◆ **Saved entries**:

=== Section Start ===

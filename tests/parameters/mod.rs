//! Integration tests for the parameter system
//!
//! These tests verify that the parameter system behaves correctly in various scenarios.

// Tests for the Parameters collection
mod parameters_tests;
//! Utility functions and helpers for the smitfit library.

pub mod finite_difference;
pub mod matrix_convert;

pub use matrix_convert::{
    nalgebra_to_ndarray, nalgebra_vec_to_ndarray, ndarray_to_nalgebra, ndarray_vec_to_nalgebra,
};
//! Box constraints on a parameter.
//!
//! Bounds apply element-wise: an array parameter with bounds `[0, 1]` keeps
//! every element inside that interval during a fit.

use serde::{Deserialize, Serialize};
use std::f64::{INFINITY, NEG_INFINITY};
use std::fmt;
use thiserror::Error;

/// Errors that can occur when working with parameter bounds
#[derive(Error, Debug, Clone, PartialEq)]
pub enum BoundsError {
    #[error("Invalid bounds: min ({min}) must not exceed max ({max})")]
    InvalidBounds { min: f64, max: f64 },
}

/// Lower and upper limit for every element of a parameter.
#[derive(Debug, Clone, Copy, PartialEq)]
pub struct Bounds {
    /// Minimum allowed value
    pub min: f64,

    /// Maximum allowed value
    pub max: f64,
}

impl Serialize for Bounds {
    fn serialize<S>(&self, serializer: S) -> Result<S::Ok, S::Error>
    where
        S: serde::Serializer,
    {
        use serde::ser::SerializeStruct;

        // JSON has no infinity; an open side is written as null
        let min = self.has_lower_bound().then_some(self.min);
        let max = self.has_upper_bound().then_some(self.max);

        let mut state = serializer.serialize_struct("Bounds", 2)?;
        state.serialize_field("min", &min)?;
        state.serialize_field("max", &max)?;
        state.end()
    }
}

impl<'de> Deserialize<'de> for Bounds {
    fn deserialize<D>(deserializer: D) -> Result<Self, D::Error>
    where
        D: serde::Deserializer<'de>,
    {
        #[derive(Deserialize)]
        struct BoundsHelper {
            #[serde(default)]
            min: Option<f64>,

            #[serde(default)]
            max: Option<f64>,
        }

        let helper = BoundsHelper::deserialize(deserializer)?;
        Bounds::new(
            helper.min.unwrap_or(NEG_INFINITY),
            helper.max.unwrap_or(INFINITY),
        )
        .map_err(serde::de::Error::custom)
    }
}

impl Default for Bounds {
    fn default() -> Self {
        Self {
            min: NEG_INFINITY,
            max: INFINITY,
        }
    }
}

impl fmt::Display for Bounds {
    fn fmt(&self, f: &mut fmt::Formatter<'_>) -> fmt::Result {
        write!(f, "[{}, {}]", self.min, self.max)
    }
}

impl Bounds {
    /// Create bounds from a min and max value.
    ///
    /// Fails when `min > max` or either side is NaN.
    ///
    /// # Examples
    ///
    /// ```
    /// use smitfit::parameters::Bounds;
    ///
    /// let bounds = Bounds::new(0.0, 10.0).unwrap();
    /// assert_eq!(bounds.min, 0.0);
    /// assert_eq!(bounds.max, 10.0);
    /// assert!(Bounds::new(1.0, 0.0).is_err());
    /// ```
    pub fn new(min: f64, max: f64) -> Result<Self, BoundsError> {
        if min.is_nan() || max.is_nan() || min > max {
            return Err(BoundsError::InvalidBounds { min, max });
        }

        Ok(Self { min, max })
    }

    /// Create an unbounded constraint (negative infinity to positive infinity)
    pub fn unbounded() -> Self {
        Self::default()
    }

    /// Bounded from below only.
    pub fn min_only(min: f64) -> Self {
        Self { min, max: INFINITY }
    }

    /// Bounded from above only.
    pub fn max_only(max: f64) -> Self {
        Self {
            min: NEG_INFINITY,
            max,
        }
    }

    pub fn is_within_bounds(&self, value: f64) -> bool {
        value >= self.min && value <= self.max
    }

    pub fn has_lower_bound(&self) -> bool {
        self.min.is_finite()
    }

    pub fn has_upper_bound(&self) -> bool {
        self.max.is_finite()
    }

    /// Clamp a value to be within the bounds
    pub fn clamp(&self, value: f64) -> f64 {
        value.clamp(self.min, self.max)
    }
}
//! Problem definition trait.
//!
//! This module defines the `Problem` trait, which represents a nonlinear
//! least squares problem over a flat parameter vector. The fit adapters build
//! a `Problem` from a loss and a parameter set; the solvers only see this trait.

use crate::error::Result;
use ndarray::Array1;

/// A trait representing a nonlinear least squares problem.
///
/// The number of residuals is whatever `eval` returns at the starting point;
/// solvers reject later evaluations of a different length.
pub trait Problem {
    /// Evaluate the residuals at the given parameters.
    fn eval(&self, params: &Array1<f64>) -> Result<Array1<f64>>;

    /// Get the number of parameters in the problem.
    fn parameter_count(&self) -> usize;
}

=== Section End ===

◆ **Task objective**:
Show every line from the entries above in which the word "bool" appears.

◆ **Answer box**:
    pub fn is_within_bounds(&self, value: f64) -> bool {
    pub fn has_lower_bound(&self) -> bool {
    pub fn has_upper_bound(&self) -> bool {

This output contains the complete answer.